Supplied material Block Start
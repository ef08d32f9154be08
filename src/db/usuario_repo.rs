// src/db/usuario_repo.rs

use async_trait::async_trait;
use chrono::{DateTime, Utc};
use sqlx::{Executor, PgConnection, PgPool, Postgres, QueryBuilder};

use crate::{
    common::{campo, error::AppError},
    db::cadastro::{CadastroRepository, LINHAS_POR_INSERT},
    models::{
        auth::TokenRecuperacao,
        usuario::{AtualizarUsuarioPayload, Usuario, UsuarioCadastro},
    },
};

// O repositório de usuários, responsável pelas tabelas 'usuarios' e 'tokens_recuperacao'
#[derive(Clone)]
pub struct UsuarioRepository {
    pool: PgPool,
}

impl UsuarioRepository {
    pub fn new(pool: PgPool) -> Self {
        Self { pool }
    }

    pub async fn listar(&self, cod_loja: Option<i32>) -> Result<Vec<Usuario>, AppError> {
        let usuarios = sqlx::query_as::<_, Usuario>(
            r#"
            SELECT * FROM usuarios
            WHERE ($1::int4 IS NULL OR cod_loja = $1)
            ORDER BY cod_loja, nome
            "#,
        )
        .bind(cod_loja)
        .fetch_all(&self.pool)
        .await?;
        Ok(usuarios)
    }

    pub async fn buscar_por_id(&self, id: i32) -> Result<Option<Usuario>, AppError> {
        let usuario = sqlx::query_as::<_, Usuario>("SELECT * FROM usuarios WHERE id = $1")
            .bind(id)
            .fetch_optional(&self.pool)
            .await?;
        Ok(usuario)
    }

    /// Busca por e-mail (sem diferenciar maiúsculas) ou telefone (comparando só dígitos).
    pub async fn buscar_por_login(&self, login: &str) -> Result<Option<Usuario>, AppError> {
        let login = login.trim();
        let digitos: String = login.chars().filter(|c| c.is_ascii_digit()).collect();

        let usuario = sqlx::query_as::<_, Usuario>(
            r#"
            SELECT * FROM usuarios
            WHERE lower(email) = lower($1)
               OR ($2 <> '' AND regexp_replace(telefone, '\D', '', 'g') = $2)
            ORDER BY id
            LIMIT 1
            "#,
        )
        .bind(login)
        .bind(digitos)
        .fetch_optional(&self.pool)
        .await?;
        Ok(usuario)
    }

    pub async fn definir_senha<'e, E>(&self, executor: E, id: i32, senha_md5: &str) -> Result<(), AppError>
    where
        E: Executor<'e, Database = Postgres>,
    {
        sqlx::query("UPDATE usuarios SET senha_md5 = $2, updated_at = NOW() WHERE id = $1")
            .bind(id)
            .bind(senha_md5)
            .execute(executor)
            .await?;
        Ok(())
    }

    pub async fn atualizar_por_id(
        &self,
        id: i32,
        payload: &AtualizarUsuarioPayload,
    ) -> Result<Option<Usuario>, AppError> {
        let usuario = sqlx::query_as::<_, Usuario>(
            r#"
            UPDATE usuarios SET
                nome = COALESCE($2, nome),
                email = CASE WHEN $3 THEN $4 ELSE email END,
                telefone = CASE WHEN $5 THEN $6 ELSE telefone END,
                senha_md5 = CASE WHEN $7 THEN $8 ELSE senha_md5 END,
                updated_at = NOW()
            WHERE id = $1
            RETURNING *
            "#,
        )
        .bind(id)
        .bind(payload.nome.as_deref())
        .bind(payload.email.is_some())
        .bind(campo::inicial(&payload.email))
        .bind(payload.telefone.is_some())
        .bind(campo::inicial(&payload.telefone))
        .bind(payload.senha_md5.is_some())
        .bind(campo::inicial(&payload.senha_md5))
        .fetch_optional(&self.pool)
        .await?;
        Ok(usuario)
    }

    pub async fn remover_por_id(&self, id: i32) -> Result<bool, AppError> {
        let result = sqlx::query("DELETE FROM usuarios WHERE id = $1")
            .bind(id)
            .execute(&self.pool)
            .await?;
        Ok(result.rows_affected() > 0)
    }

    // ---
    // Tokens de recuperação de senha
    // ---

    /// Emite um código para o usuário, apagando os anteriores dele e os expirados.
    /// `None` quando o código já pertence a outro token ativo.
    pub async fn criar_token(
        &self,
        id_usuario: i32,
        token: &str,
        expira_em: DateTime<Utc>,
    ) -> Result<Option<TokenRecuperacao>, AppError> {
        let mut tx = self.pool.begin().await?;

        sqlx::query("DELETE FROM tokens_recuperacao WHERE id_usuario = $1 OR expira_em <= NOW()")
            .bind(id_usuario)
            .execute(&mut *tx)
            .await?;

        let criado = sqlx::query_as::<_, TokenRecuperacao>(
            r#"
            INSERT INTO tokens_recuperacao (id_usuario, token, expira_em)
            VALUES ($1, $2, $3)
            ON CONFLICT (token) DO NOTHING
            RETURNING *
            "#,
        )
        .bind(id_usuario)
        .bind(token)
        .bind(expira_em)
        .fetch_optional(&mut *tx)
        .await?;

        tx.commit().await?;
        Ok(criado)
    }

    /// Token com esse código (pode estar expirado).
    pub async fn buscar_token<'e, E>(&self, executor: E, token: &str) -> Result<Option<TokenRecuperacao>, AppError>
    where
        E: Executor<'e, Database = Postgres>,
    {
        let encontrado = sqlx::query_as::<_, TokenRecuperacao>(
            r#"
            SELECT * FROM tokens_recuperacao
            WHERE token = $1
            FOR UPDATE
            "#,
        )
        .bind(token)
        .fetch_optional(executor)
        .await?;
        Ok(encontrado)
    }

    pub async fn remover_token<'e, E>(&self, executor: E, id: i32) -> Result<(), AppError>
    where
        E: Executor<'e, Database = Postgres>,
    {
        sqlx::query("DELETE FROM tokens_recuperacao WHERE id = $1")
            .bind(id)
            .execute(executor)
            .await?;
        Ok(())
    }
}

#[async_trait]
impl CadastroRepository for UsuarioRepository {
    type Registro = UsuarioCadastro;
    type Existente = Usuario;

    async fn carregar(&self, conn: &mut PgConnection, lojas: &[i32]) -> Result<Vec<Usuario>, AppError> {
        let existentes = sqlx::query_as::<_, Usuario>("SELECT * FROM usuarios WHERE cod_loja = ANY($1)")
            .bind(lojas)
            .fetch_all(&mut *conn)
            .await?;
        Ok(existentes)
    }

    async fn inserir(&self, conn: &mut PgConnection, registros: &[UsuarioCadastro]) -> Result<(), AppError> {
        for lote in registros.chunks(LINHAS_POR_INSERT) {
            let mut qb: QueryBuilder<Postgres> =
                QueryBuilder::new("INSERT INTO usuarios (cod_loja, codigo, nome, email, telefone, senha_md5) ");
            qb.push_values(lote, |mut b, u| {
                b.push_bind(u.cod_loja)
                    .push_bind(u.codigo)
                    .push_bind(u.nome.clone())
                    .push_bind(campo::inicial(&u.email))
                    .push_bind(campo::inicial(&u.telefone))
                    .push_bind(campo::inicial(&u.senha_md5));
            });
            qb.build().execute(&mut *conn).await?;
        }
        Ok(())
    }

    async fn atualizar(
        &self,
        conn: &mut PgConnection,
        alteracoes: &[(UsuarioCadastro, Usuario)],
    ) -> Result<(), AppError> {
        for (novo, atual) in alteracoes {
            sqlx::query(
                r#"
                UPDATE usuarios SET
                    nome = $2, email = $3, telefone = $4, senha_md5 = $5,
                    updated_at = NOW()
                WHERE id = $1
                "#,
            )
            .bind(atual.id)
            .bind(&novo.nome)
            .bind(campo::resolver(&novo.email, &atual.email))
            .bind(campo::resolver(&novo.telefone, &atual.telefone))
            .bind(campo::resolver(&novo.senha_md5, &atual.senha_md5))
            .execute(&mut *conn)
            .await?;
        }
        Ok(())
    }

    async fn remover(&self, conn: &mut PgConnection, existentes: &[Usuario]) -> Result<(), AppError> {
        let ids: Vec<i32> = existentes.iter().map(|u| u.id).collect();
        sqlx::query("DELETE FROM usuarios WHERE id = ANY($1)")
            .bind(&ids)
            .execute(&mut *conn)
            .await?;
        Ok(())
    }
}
Supplied material Block End
Brief: Copy out the data above word for word, starting at its first line and ending with the line that contains "WHERE ($1::int4 IS".

Your response:
repository ef08d32f9154be08
filename src/db/usuario_repo.rs
// src/db/usuario_repo.rs

use async_trait::async_trait;
use chrono::{DateTime, Utc};
use sqlx::{Executor, PgConnection, PgPool, Postgres, QueryBuilder};

use crate::{
    common::{campo, error::AppError},
    db::cadastro::{CadastroRepository, LINHAS_POR_INSERT},
    models::{
        auth::TokenRecuperacao,
        usuario::{AtualizarUsuarioPayload, Usuario, UsuarioCadastro},
    },
};

// O repositório de usuários, responsável pelas tabelas 'usuarios' e 'tokens_recuperacao'
#[derive(Clone)]
pub struct UsuarioRepository {
    pool: PgPool,
}

impl UsuarioRepository {
    pub fn new(pool: PgPool) -> Self {
        Self { pool }
    }

    pub async fn listar(&self, cod_loja: Option<i32>) -> Result<Vec<Usuario>, AppError> {
        let usuarios = sqlx::query_as::<_, Usuario>(
            r#"
            SELECT * FROM usuarios
            WHERE ($1::int4 IS NULL OR cod_loja = $1)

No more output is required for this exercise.